— WORK TO BE COMPLETED —
An exact transcription is needed, starting with the line that contains "assert!(state.error().is_none());" and ending with the last line of the records.

(Stored data entries)
►

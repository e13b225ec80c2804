use crate::engine::{SearchConfig, SearchEngine, SearchMode};
use crate::matcher::{MatchCursor, SearchResults};

/// The query, its compiled engine and the matches it produced over the
/// current document.
pub struct SearchState {
    engine: SearchEngine,
    results: SearchResults,
    query: String,
    error: Option<String>,
}

impl Default for SearchState {
    fn default() -> Self {
        Self::new()
    }
}

impl SearchState {
    pub fn new() -> Self {
        Self {
            engine: SearchEngine::new(SearchConfig::default()),
            results: SearchResults::new(),
            query: String::new(),
            error: None,
        }
    }

    pub fn query(&self) -> &str {
        &self.query
    }

    /// Runs `query` over `line_count` lines and replaces the results.
    ///
    /// Never fails: a blank query or a pattern that does not compile leaves
    /// zero matches (the compile error is kept for display).
    pub fn search<'a, F>(&mut self, query: &str, line_count: usize, line_provider: F) -> usize
    where
        F: Fn(usize) -> Option<&'a str>,
    {
        if query.trim().is_empty() {
            self.clear();
            return 0;
        }

        self.query = query.to_string();
        self.error = self.engine.set_pattern(query).err();
        self.results = self.engine.search(line_count, line_provider);
        self.results.count()
    }

    /// Drops every match and the query. Safe to call repeatedly.
    pub fn clear(&mut self) {
        self.query.clear();
        let _ = self.engine.set_pattern("");
        self.results = SearchResults::new();
        self.error = None;
    }

    pub fn results(&self) -> &SearchResults {
        &self.results
    }

    /// Why the last regex query did not compile.
    pub fn error(&self) -> Option<&str> {
        self.error.as_deref()
    }

    /// Flips case sensitivity. Results go stale; callers re-run `search`.
    pub fn toggle_case_sensitive(&mut self) {
        let mut config = self.config();
        config.case_sensitive = !config.case_sensitive;
        self.apply_config(config);
    }

    /// Flips between literal and regex matching. Results go stale; callers
    /// re-run `search`.
    pub fn toggle_regex_mode(&mut self) {
        let mut config = self.config();
        config.mode = match config.mode {
            SearchMode::Literal => SearchMode::Regex,
            SearchMode::Regex => SearchMode::Literal,
        };
        self.apply_config(config);
    }

    fn apply_config(&mut self, config: SearchConfig) {
        self.error = self.engine.set_config(config).err();
    }

    pub fn config(&self) -> SearchConfig {
        self.engine.config()
    }

    pub fn is_case_sensitive(&self) -> bool {
        self.engine.config().case_sensitive
    }

    pub fn mode(&self) -> SearchMode {
        self.engine.config().mode
    }

    pub fn current_match(&self) -> Option<MatchCursor> {
        self.results.current()
    }

    pub fn next_match(&mut self) -> Option<MatchCursor> {
        self.results.next()
    }

    pub fn previous_match(&mut self) -> Option<MatchCursor> {
        self.results.previous()
    }

    pub fn jump_to_nearest(&mut self, line: usize) -> Option<MatchCursor> {
        self.results.jump_to_nearest(line)
    }
}

#[cfg(test)]
mod tests {
    use super::*;

    const LINES: [&str; 3] = ["Test one", "nothing here", "test TEST tEsT"];

    fn run(state: &mut SearchState, query: &str) -> usize {
        state.search(query, LINES.len(), |idx| LINES.get(idx).copied())
    }

    #[test]
    fn search_is_case_insensitive() {
        let mut state = SearchState::new();
        let upper = run(&mut state, "TEST");
        let lower = run(&mut state, "test");
        assert_eq!(upper, 4);
        assert_eq!(upper, lower);
        assert_eq!(state.current_match().unwrap().index, 0);
    }

    #[test]
    fn blank_query_clears_previous_results() {
        let mut state = SearchState::new();
        assert_eq!(run(&mut state, "test"), 4);
        assert_eq!(run(&mut state, "   "), 0);
        assert!(state.results().is_empty());
        assert!(state.current_match().is_none());
        assert_eq!(state.query(), "");
    }

    #[test]
    fn no_match_leaves_no_current() {
        let mut state = SearchState::new();
        assert_eq!(run(&mut state, "nonexistentword12345"), 0);
        assert!(state.current_match().is_none());
        assert!(state.next_match().is_none());
    }

    #[test]
    fn clear_is_idempotent() {
        let mut state = SearchState::new();
        run(&mut state, "test");
        state.clear();
        let once = (state.results().count(), state.results().current_index());
        state.clear();
        let twice = (state.results().count(), state.results().current_index());
        assert_eq!(once, (0, None));
        assert_eq!(once, twice);
    }

    #[test]
    fn invalid_regex_degrades_to_zero_matches() {
        let mut state = SearchState::new();
        state.toggle_regex_mode();
        assert_eq!(state.mode(), SearchMode::Regex);
        assert_eq!(run(&mut state, "[oops"), 0);
        assert!(state.error().is_some());
        assert_eq!(run(&mut state, "t.st"), 4);
        assert!(state.error().is_none());
    }

    #[test]
    fn toggle_case_sensitive_is_reported() {
        let mut state = SearchState::new();
        assert!(!state.is_case_sensitive());
        state.toggle_case_sensitive();
        assert!(state.is_case_sensitive());
        assert_eq!(run(&mut state, "test"), 1);
    }
}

◄

— TASK SOLUTION —
        assert!(state.error().is_none());
    }

    #[test]
    fn toggle_case_sensitive_is_reported() {
        let mut state = SearchState::new();
        assert!(!state.is_case_sensitive());
        state.toggle_case_sensitive();
        assert!(state.is_case_sensitive());
        assert_eq!(run(&mut state, "test"), 1);
    }
}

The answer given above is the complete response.